Exercise description:
Of all the entries below, only the lines from the one with "turn signals, demultiplexed" up to and including the one with "use crate::audio::encoder::EncodedMediaChunk;" are to be duplicated exactly.

Material provided:

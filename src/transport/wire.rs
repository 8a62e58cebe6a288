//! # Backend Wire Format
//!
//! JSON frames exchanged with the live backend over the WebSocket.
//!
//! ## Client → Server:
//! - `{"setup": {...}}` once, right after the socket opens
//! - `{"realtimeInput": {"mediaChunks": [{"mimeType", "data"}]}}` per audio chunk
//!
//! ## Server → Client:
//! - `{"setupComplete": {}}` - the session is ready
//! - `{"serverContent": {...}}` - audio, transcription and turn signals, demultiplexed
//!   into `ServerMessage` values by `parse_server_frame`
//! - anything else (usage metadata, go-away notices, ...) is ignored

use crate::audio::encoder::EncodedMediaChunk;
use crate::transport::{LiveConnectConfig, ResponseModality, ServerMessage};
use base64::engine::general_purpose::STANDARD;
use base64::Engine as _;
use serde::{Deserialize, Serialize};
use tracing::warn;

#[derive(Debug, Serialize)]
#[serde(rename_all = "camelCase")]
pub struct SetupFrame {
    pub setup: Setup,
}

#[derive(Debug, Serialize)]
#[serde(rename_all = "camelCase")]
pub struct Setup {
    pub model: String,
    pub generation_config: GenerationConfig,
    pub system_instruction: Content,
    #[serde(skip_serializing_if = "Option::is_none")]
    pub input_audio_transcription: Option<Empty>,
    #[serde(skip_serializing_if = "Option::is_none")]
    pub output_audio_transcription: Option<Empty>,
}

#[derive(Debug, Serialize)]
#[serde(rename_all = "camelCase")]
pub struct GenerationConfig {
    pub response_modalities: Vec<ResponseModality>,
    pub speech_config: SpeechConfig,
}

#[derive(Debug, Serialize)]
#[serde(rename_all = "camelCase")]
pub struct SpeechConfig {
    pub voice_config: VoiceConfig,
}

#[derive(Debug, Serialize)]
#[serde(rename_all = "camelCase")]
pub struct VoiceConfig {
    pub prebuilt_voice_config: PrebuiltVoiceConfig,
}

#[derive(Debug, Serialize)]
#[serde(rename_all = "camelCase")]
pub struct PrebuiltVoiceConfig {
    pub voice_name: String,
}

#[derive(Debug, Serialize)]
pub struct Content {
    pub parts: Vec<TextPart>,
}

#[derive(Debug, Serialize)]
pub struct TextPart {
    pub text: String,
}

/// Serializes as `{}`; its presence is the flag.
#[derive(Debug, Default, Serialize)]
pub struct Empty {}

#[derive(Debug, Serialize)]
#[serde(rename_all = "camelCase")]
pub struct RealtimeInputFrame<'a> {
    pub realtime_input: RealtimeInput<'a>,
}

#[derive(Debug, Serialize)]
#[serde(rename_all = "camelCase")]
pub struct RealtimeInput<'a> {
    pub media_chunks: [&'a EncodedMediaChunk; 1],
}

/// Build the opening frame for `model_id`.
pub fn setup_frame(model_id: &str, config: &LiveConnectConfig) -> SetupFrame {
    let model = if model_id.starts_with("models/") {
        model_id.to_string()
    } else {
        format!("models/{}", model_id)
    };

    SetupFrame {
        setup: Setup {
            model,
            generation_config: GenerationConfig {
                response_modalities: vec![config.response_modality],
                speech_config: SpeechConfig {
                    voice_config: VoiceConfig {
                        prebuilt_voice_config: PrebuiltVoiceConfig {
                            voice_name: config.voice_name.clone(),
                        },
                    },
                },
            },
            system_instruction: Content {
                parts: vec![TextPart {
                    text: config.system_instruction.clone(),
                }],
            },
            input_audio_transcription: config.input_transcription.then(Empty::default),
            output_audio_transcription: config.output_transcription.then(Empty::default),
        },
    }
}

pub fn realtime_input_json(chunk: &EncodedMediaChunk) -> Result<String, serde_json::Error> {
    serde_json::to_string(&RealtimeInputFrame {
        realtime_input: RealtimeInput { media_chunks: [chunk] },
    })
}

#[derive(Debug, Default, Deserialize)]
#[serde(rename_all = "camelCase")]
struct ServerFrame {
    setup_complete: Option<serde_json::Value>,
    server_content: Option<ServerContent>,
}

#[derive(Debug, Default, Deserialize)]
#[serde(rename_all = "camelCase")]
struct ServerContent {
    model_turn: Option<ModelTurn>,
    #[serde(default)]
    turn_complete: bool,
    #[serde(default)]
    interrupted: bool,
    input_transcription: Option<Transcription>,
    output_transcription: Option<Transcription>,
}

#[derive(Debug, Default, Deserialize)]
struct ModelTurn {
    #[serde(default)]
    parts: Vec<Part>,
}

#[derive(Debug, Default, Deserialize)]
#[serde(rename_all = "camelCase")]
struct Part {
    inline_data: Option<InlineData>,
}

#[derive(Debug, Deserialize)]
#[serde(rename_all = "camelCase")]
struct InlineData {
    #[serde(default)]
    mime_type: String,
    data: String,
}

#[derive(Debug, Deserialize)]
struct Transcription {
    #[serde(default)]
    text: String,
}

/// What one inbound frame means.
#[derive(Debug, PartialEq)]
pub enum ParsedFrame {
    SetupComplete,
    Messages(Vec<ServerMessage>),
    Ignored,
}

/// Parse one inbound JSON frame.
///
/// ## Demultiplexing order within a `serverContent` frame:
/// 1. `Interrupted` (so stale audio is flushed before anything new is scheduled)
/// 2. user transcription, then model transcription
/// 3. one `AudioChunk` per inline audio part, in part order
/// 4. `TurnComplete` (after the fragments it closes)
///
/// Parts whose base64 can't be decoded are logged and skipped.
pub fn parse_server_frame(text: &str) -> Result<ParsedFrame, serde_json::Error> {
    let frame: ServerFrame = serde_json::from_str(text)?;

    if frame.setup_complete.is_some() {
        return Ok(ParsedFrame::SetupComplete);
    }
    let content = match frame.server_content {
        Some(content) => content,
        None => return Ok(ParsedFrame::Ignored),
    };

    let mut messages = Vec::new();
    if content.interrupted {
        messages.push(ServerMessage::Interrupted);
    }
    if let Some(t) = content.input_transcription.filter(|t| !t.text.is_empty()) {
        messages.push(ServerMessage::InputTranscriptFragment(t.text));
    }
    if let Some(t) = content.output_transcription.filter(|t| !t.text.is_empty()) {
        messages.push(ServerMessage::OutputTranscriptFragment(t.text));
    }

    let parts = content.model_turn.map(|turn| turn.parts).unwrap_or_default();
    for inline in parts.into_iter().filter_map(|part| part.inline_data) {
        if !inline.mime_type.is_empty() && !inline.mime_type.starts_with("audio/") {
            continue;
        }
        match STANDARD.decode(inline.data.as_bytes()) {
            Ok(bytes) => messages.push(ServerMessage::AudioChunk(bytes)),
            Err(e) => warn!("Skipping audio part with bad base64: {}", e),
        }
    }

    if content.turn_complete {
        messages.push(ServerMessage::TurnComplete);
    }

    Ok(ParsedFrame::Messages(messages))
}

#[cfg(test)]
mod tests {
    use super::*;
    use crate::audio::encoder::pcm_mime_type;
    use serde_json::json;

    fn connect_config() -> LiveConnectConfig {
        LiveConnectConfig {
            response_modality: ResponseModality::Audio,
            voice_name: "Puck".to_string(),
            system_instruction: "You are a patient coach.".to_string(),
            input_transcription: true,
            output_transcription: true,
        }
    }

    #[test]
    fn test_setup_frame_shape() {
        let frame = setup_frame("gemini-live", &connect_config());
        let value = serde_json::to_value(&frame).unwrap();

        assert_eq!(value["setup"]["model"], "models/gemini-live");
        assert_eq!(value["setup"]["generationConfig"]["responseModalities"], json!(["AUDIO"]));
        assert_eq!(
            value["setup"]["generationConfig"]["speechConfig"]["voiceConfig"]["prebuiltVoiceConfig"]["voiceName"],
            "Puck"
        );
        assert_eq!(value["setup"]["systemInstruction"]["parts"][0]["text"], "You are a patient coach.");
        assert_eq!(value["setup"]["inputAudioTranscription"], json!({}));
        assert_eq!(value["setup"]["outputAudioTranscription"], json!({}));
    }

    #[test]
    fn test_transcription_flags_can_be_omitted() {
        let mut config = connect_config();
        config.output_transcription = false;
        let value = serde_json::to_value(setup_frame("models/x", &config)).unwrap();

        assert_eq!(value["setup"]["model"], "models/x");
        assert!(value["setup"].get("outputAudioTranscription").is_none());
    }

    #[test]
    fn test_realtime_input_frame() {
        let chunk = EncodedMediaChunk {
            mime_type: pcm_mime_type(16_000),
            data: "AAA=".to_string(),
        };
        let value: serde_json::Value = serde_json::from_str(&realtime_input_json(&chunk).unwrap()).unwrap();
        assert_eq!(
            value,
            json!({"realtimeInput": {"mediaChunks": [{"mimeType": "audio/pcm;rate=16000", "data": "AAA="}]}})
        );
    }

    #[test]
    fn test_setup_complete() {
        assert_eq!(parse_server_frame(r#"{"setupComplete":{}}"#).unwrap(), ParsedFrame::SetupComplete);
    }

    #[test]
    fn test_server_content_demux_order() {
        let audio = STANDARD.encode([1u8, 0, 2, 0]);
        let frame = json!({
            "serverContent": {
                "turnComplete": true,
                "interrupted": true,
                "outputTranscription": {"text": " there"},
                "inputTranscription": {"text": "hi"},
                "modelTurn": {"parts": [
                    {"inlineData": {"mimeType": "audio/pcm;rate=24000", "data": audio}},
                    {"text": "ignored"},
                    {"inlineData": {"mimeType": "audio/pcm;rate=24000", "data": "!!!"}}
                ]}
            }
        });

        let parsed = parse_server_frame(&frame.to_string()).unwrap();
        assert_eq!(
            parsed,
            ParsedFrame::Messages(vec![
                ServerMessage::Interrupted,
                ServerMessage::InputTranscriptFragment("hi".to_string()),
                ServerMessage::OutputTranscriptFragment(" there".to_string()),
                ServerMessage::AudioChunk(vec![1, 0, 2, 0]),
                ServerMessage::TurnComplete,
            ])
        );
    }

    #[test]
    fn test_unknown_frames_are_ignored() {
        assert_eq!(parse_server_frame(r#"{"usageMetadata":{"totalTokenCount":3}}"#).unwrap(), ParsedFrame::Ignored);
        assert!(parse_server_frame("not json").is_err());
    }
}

Exercise solution:
//! - `{"serverContent": {...}}` - audio, transcription and turn signals, demultiplexed
//!   into `ServerMessage` values by `parse_server_frame`
//! - anything else (usage metadata, go-away notices, ...) is ignored

use crate::audio::encoder::EncodedMediaChunk;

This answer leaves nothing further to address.